• The problem: If a line in the data holds the string "struct", list it.

• Source material:
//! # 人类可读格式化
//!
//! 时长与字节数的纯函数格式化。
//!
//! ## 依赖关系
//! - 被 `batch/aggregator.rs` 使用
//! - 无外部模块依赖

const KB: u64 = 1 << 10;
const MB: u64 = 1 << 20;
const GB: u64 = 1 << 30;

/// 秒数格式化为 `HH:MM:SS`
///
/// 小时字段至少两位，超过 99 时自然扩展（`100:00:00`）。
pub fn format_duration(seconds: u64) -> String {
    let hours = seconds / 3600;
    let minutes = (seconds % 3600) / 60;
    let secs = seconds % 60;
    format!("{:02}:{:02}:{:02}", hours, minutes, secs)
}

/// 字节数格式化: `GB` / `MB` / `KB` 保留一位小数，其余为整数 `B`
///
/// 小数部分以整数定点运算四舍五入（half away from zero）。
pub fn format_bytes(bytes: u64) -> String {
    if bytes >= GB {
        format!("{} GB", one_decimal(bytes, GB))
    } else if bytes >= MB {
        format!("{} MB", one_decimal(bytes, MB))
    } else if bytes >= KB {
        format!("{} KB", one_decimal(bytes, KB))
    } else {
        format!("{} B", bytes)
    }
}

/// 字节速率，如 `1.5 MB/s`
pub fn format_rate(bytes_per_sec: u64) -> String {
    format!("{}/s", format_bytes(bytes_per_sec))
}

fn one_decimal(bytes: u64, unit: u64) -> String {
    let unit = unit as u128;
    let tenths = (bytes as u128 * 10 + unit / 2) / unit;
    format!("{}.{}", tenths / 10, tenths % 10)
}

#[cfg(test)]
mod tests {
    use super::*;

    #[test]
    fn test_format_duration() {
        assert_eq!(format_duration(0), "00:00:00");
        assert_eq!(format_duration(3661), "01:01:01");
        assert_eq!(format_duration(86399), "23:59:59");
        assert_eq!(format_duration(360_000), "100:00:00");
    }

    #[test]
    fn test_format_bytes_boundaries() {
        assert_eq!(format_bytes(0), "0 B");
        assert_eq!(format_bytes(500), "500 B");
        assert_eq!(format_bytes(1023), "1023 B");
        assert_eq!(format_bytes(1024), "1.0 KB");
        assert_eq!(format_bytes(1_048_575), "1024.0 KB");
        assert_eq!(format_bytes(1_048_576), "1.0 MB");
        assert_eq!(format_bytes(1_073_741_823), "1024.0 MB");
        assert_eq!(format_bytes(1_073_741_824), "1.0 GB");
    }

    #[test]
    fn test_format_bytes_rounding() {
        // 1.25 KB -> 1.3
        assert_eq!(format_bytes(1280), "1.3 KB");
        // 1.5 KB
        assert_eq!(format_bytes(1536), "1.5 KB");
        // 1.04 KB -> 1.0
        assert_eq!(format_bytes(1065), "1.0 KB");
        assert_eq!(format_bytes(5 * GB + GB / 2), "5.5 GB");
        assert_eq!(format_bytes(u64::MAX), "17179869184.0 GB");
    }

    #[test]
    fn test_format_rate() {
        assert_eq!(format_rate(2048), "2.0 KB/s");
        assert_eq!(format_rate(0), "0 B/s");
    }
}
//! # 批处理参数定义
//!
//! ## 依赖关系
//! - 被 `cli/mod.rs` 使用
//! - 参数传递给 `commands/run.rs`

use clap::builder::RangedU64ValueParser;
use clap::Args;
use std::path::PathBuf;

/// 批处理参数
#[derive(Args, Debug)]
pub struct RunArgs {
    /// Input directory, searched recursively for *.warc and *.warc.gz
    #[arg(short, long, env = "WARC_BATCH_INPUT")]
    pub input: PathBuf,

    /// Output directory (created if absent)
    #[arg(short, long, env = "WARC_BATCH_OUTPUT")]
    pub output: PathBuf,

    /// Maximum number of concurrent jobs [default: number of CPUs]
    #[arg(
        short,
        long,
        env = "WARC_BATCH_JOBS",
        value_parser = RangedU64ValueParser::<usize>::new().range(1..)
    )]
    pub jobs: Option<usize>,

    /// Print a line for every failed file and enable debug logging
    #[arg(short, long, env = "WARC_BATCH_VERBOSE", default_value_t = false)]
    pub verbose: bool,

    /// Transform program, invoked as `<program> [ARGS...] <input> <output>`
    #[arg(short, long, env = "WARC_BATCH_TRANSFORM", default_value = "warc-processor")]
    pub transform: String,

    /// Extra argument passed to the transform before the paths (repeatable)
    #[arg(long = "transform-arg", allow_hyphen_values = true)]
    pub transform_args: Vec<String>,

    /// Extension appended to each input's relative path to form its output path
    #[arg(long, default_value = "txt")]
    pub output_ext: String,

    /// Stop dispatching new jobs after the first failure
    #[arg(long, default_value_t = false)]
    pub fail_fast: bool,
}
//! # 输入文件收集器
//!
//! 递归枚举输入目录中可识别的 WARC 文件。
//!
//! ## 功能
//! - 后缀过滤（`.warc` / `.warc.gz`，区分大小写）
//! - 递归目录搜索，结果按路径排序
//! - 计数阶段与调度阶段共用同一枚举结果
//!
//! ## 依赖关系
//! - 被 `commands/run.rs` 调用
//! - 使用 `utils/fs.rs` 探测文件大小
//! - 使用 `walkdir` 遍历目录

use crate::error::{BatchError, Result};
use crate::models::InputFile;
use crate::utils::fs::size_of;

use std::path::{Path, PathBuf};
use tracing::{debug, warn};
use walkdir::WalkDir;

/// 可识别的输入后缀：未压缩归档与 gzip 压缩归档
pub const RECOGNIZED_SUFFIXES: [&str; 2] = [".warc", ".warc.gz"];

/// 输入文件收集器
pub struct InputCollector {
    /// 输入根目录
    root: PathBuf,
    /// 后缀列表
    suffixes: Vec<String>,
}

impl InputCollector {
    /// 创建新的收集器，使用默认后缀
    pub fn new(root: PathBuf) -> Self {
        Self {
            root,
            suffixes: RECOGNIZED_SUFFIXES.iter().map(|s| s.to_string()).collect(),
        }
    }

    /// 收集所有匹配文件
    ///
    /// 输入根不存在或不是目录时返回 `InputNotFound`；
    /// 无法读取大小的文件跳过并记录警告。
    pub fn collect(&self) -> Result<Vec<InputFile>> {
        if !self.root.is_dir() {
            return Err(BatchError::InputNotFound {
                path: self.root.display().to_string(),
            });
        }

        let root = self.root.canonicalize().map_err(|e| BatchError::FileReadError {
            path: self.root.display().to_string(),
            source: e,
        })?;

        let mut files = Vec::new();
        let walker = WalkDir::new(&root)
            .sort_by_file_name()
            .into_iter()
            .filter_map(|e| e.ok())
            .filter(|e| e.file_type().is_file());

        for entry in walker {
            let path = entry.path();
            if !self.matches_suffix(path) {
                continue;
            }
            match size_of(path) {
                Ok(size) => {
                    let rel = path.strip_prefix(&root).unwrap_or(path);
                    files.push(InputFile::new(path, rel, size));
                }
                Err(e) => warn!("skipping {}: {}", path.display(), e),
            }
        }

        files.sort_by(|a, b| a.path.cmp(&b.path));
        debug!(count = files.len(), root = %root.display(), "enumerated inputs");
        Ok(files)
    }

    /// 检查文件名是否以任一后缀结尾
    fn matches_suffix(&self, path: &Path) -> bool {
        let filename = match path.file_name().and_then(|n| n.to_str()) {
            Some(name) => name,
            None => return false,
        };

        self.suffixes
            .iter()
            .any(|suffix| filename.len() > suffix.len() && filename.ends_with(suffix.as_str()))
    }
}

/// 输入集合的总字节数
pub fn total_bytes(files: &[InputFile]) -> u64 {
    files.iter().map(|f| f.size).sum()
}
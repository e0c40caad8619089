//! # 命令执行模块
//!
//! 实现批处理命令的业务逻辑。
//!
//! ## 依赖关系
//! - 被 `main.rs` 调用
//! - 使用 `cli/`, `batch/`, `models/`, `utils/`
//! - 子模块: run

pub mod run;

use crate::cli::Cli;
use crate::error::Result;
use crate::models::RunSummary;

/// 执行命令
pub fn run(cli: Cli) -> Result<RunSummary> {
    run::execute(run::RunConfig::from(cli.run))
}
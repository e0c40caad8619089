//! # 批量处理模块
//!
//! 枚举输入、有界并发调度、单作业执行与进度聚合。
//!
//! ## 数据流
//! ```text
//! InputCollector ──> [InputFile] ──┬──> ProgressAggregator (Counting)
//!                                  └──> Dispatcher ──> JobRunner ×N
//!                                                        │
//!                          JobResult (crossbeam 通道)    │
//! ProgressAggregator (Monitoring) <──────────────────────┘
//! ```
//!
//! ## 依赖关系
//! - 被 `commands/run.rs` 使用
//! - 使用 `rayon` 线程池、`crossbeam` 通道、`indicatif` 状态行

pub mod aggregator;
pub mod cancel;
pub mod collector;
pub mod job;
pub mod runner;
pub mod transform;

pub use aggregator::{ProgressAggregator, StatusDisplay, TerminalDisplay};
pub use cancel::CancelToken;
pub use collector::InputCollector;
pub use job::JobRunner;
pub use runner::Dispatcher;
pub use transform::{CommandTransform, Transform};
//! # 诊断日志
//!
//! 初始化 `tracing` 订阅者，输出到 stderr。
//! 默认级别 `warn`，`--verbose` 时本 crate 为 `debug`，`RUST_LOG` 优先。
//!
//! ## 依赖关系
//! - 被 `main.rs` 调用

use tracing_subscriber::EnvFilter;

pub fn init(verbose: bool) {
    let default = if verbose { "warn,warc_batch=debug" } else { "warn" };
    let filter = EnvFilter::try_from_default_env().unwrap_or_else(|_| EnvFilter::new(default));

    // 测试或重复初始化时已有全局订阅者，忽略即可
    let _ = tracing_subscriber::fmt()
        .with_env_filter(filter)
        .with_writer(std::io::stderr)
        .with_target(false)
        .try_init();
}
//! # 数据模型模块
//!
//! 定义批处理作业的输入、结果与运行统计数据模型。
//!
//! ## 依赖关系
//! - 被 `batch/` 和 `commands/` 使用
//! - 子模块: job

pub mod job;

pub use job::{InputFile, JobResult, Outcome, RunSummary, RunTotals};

• Response box:
pub struct RunArgs {
pub struct InputCollector {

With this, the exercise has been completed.